The best way to arrange accommodations is based on the people you have in your group. Girls need access to private corners for some heart-to-heart, but you can’t have everyone squeezed in a single suite. You do know how bathroom lines come to happen in clubs, mostly for girls. Well, that’s what you’re signing up for if you arrange for 4 or 6 girls to share one suite. Several double or single rooms aren’t ideal either because you won’t have areas where you can just hang out. The best option is to choose an entire home. Like that, you’ll have places to lounge, to hold parties, movie nights, alone time, and spots where people can talk in confidence. There’s also going to be a kitchen for late-night snacks or quick meals that fit your itinerary. Comfy seating by a fire pit is where the best moments can happen.
Look into travel insurance options. If you book the trip through an agency, they might have insurance companies with which they collaborate. It’s an option, but understanding what those policies cover is essential. The best option would be for each person on the trip to purchase their insurance separately. You should also look into places worth visiting once restrictions are lifted.
Find the Balance
Being the arbiter of equality among your friends’ group may not be the best position to be in. Still, finding a way to balance things out is for the benefit of the entire group. If one of your girlfriends pulls the shortest straw when sleeping arrangements are made, make sure she gets a bonus. A discount for sleeping on the rollaway bed might sweeten the deal, or you can take her to dinner.
You can ensure fairness by applying excellent communication skills. Make everyone aware of what can be done and what is out of the question.

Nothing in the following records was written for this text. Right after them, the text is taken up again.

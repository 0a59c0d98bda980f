//! K3 Cloud request signing
//!
//! Reproduces the credential scheme of the Kingdee WebApi SDK: an API-gateway
//! signature keyed by a client secret recovered from the obfuscated app ID,
//! and a KD-native signature keyed by the app secret.
//!
//! This is a fragile third-party contract, not a security boundary. The ROT13
//! step, the session-code template and the hex-then-base64 signature encoding
//! must match the SDK byte for byte or the gateway rejects the request with an
//! opaque HTTP error. Callers only see [`RequestSigner`], so a change to the
//! remote scheme stays inside this module.

use base64::{Engine as _, engine::general_purpose::STANDARD};
use hmac::{Hmac, Mac};
use rand::Rng;
use sha2::Sha256;

use crate::config::K3Credentials;
use crate::error::ApiError;

type HmacSha256 = Hmac<Sha256>;

/// Length of an encoded client secret accepted by [`recover_secret`]
pub const ENCODED_SECRET_LEN: usize = 32;

/// Fixed session-code template. One random decimal digit follows each block.
pub const SESSION_TEMPLATE: [&str; 4] = ["0054s397", "p6234378", "o09pn7q3", "r5qropr7"];

/// Build a session code from four decimal digits (`1000..=9999`).
pub fn session_code(digits: u16) -> String {
    let digits = digits.to_string();
    SESSION_TEMPLATE
        .iter()
        .zip(digits.chars())
        .map(|(block, digit)| format!("{block}{digit}"))
        .collect()
}

/// Session code with four pseudo-random digits, as the SDK generates per call.
pub fn random_session_code() -> String {
    session_code(rand::rng().random_range(1000..10000))
}

/// ROT13 over ASCII letters; everything else passes through.
pub fn rot13(input: &str) -> String {
    input
        .chars()
        .map(|ch| match ch {
            'a'..='z' => (((ch as u8 - b'a' + 13) % 26) + b'a') as char,
            'A'..='Z' => (((ch as u8 - b'A' + 13) % 26) + b'A') as char,
            _ => ch,
        })
        .collect()
}

/// XOR keystream: the first 8 characters of each 9-character session block,
/// ROT13-substituted.
///
/// The random digit sits at offset 8 of each block and is never part of the
/// keystream, so the recovered secret does not depend on it.
fn keystream(session_code: &str) -> Vec<u8> {
    let chars: Vec<char> = session_code.chars().collect();
    let gene: String = (0..4)
        .flat_map(|i| {
            let start = (i * 9).min(chars.len());
            let end = (i * 9 + 8).min(chars.len());
            chars[start..end].iter().copied()
        })
        .collect();
    rot13(&gene).into_bytes()
}

/// Recover the client secret from its encoded form.
///
/// Returns an empty string when `encoded` is not exactly
/// [`ENCODED_SECRET_LEN`] characters or is not valid base64; callers treat
/// that as an authentication failure.
pub fn recover_secret(encoded: &str) -> String {
    recover_secret_with(encoded, &random_session_code())
}

/// [`recover_secret`] with an explicit session code.
pub fn recover_secret_with(encoded: &str, session_code: &str) -> String {
    if encoded.len() != ENCODED_SECRET_LEN {
        return String::new();
    }

    let decoded = match STANDARD.decode(encoded) {
        Ok(bytes) => bytes,
        Err(e) => {
            log::warn!("Encoded client secret is not valid base64: {}", e);
            return String::new();
        }
    };

    let key = keystream(session_code);
    let xored: Vec<u8> = decoded
        .iter()
        .zip(key.iter().cycle())
        .map(|(b, k)| b ^ k)
        .collect();

    STANDARD.encode(xored)
}

/// HMAC-SHA256 of `content` keyed by `key`, hex-encoded, then base64-encoded.
pub fn sign(content: &str, key: &str) -> String {
    // HMAC accepts keys of any length, including empty
    let mut mac = match HmacSha256::new_from_slice(key.as_bytes()) {
        Ok(mac) => mac,
        Err(_) => return String::new(),
    };
    mac.update(content.as_bytes());
    let hex_digest = hex::encode(mac.finalize().into_bytes());
    STANDARD.encode(hex_digest)
}

/// Percent-encode a URL path for the gateway signing string (`/` becomes `%2F`).
pub fn encode_path(path: &str) -> String {
    urlencoding::encode(path).into_owned()
}

/// The canonical string signed for `X-Api-Signature`.
pub fn gateway_signing_string(path: &str, nonce: &str, timestamp: &str) -> String {
    format!(
        "POST\n{}\n\nx-api-nonce:{}\nx-api-timestamp:{}\n",
        encode_path(path),
        nonce,
        timestamp
    )
}

/// Request headers in the order they are sent
pub type SignedHeaders = Vec<(&'static str, String)>;

/// Produces the credential headers for one request.
pub trait RequestSigner: Send + Sync {
    /// Sign a POST to `path` (URL path only, no scheme or host) at `timestamp`
    /// (unix seconds).
    fn sign_request(&self, path: &str, timestamp: i64) -> Result<SignedHeaders, ApiError>;
}

/// Signer implementing the Kingdee WebApi SDK 7.3 scheme
#[derive(Debug, Clone)]
pub struct K3Signer {
    app_id: String,
    app_secret: String,
    client_id: String,
    client_secret: String,
    app_data: String,
}

impl K3Signer {
    /// Derive signing material from configured credentials.
    ///
    /// An `app_id` without the `<clientId>_<secret>` shape leaves both gateway
    /// values empty, which the SDK also tolerates; the gateway then rejects
    /// the request.
    pub fn new(creds: &K3Credentials) -> Self {
        let (client_id, client_secret) = match creds.app_id.split('_').collect::<Vec<_>>()[..] {
            [id, encoded] => (id.to_string(), recover_secret(encoded)),
            _ => (String::new(), String::new()),
        };

        let app_data = format!(
            "{},{},{},{}",
            creds.acct_id, creds.user_name, creds.lcid, creds.org_num
        );

        Self {
            app_id: creds.app_id.clone(),
            app_secret: creds.app_secret.clone(),
            client_id,
            client_secret,
            app_data,
        }
    }
}

impl RequestSigner for K3Signer {
    fn sign_request(&self, path: &str, timestamp: i64) -> Result<SignedHeaders, ApiError> {
        if self.client_secret.is_empty() {
            return Err(ApiError::MissingSecret);
        }

        let timestamp = timestamp.to_string();
        let nonce = timestamp.clone();

        let api_signature = sign(
            &gateway_signing_string(path, &nonce, &timestamp),
            &self.client_secret,
        );
        let kd_signature = sign(
            &format!("{}{}", self.app_id, self.app_data),
            &self.app_secret,
        );

        Ok(vec![
            ("X-Api-ClientID", self.client_id.clone()),
            ("X-Api-Auth-Version", "2.0".to_string()),
            ("X-Api-Timestamp", timestamp),
            ("X-Api-Nonce", nonce),
            ("X-Api-SignHeaders", "x-api-timestamp,x-api-nonce".to_string()),
            ("X-Api-Signature", api_signature),
            ("X-KD-AppKey", self.app_id.clone()),
            ("X-KD-AppData", STANDARD.encode(&self.app_data)),
            ("X-KD-Signature", kd_signature),
        ])
    }
}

Setting some ground rules will only simplify things and decrease the risk of misunderstandings. Establish what is shared and personal when it comes to fridge content, responsibilities, and the check at the restaurant. Will each pay for what they ordered, or will you split it evenly?
Take it from me. Compromising isn’t always the best idea. During the last trip I took with my girlfriends, we spent so much time debating where we would go and how we would get there that we almost postponed it. We bought the flight ticket three days before the flight. All because we couldn’t make up our minds and decide on one place. We only knew we wanted to go to the ocean.
When it comes to compromising, you’d think we should have pushed away from going on the coast as one of my friends can’t swim. Well, guess who was pushing for the coast the most. Of course, it was the one with the biggest chance of drowning. This is why I say compromising isn’t always the answer. If I hadn’t set my foot down and pushed for one destination, we probably wouldn’t have gone anywhere. Still, if she wouldn’t have pushed for the coast despite her limitations to any water-related activities, the trip wouldn’t have been as relaxing as it was. Know your friends, plan the trip, and have the best girls’ weekend escape possible!